In January the number of new mortgages approved for house buyers, but not yet lent, rose by 7% to 58,728.
That was the highest monthly figure since December 2009 and a 30% rise on January last year.
On Tuesday, the Land Registry reported that house prices in England and Wales rose by 1.1% in January.
The figures for mortgage approvals may have been boosted by some buyers trying to complete their purchases before the end of the current stamp duty holiday for first-time buyers, which expires on 24 March.
A two-year long concession will end on that date with the reintroduction of the 1% stamp duty rate for first-time buyers, on properties worth between £125,000 and £250,000.

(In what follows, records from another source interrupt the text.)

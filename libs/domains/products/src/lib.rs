//! Products Domain
//!
//! Read access to the product catalog plus atomic quantity adjustment, backed
//! by PostgreSQL.
//!
//! # Architecture
//!
//! ```text
//! ┌─────────────┐
//! │  Handlers   │  ← HTTP endpoints
//! └──────┬──────┘
//!        │
//! ┌──────▼──────┐
//! │   Service   │  ← absent results become not-found errors
//! └──────┬──────┘
//!        │
//! ┌──────▼──────┐
//! │ Repository  │  ← Data access (trait + PostgreSQL / in-memory)
//! └──────┬──────┘
//!        │
//! ┌──────▼──────┐
//! │   Models    │  ← Entities, DTOs
//! └─────────────┘
//! ```
//!
//! # Usage
//!
//! ```rust,no_run
//! use domain_products::{handlers, PgProductRepository, ProductService};
//! use sea_orm::Database;
//!
//! # async fn example() -> Result<(), Box<dyn std::error::Error>> {
//! let db = Database::connect("postgres://postgres@localhost/shop").await?;
//!
//! let repository = PgProductRepository::new(db);
//! let service = ProductService::new(repository);
//!
//! let router = handlers::router(service);
//! # Ok(())
//! # }
//! ```

pub mod error;
pub mod handlers;
pub mod models;
pub mod postgres;
pub mod repository;
pub mod service;

// Re-export commonly used types
pub use error::{ProductError, ProductResult};
pub use handlers::ApiDoc;
pub use models::{Product, QuantityAdjustment, SearchQuery};
pub use postgres::PgProductRepository;
pub use repository::{InMemoryProductRepository, ProductRepository};
pub use service::ProductService;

Adrian Coles, director-general of the Building Societies Association, said: "New lending and approvals for house purchase picked up across the market in January, perhaps in part due to first-time buyers taking advantage of the stamp duty holiday before it ends in March."
The Council of Mortgage Lenders (CML) said: "We are now likely to see an unhelpful bunching of activity prior to the concession's expiry, followed by a dip."
Although approvals picked up in January, they are still running at roughly half the level recorded at the peak of the last mortgage lending boom in 2006 and 2007.
Severe mortgage rationing by lenders shows little sign of easing and still means that first-time buyers typically have to put down a deposit worth at least 20% of their property's value.
Lenders are also tightening their lending criteria even further for people wishing to borrow on an "interest-only" basis, in advance of new rules to outlaw risky mortgage lending being imposed by the Financial Services Authority.
"Despite the recent pick up, housing market activity is still low compared to long-term norms," said Howard Archer of IHS Global Insight.
"And despite current signs of improvement, the economic fundamentals still look far from rosy for the housing market with unemployment high and likely to rise further, earnings growth muted, debt levels high and the outlook uncertain."
Richard Sexton, of e.surv chartered surveyors, said: "If the end of the tax break for new buyers coincides with a deterioration in the economy, the first-timer market will seize up again and may well enter a state of rigor mortis."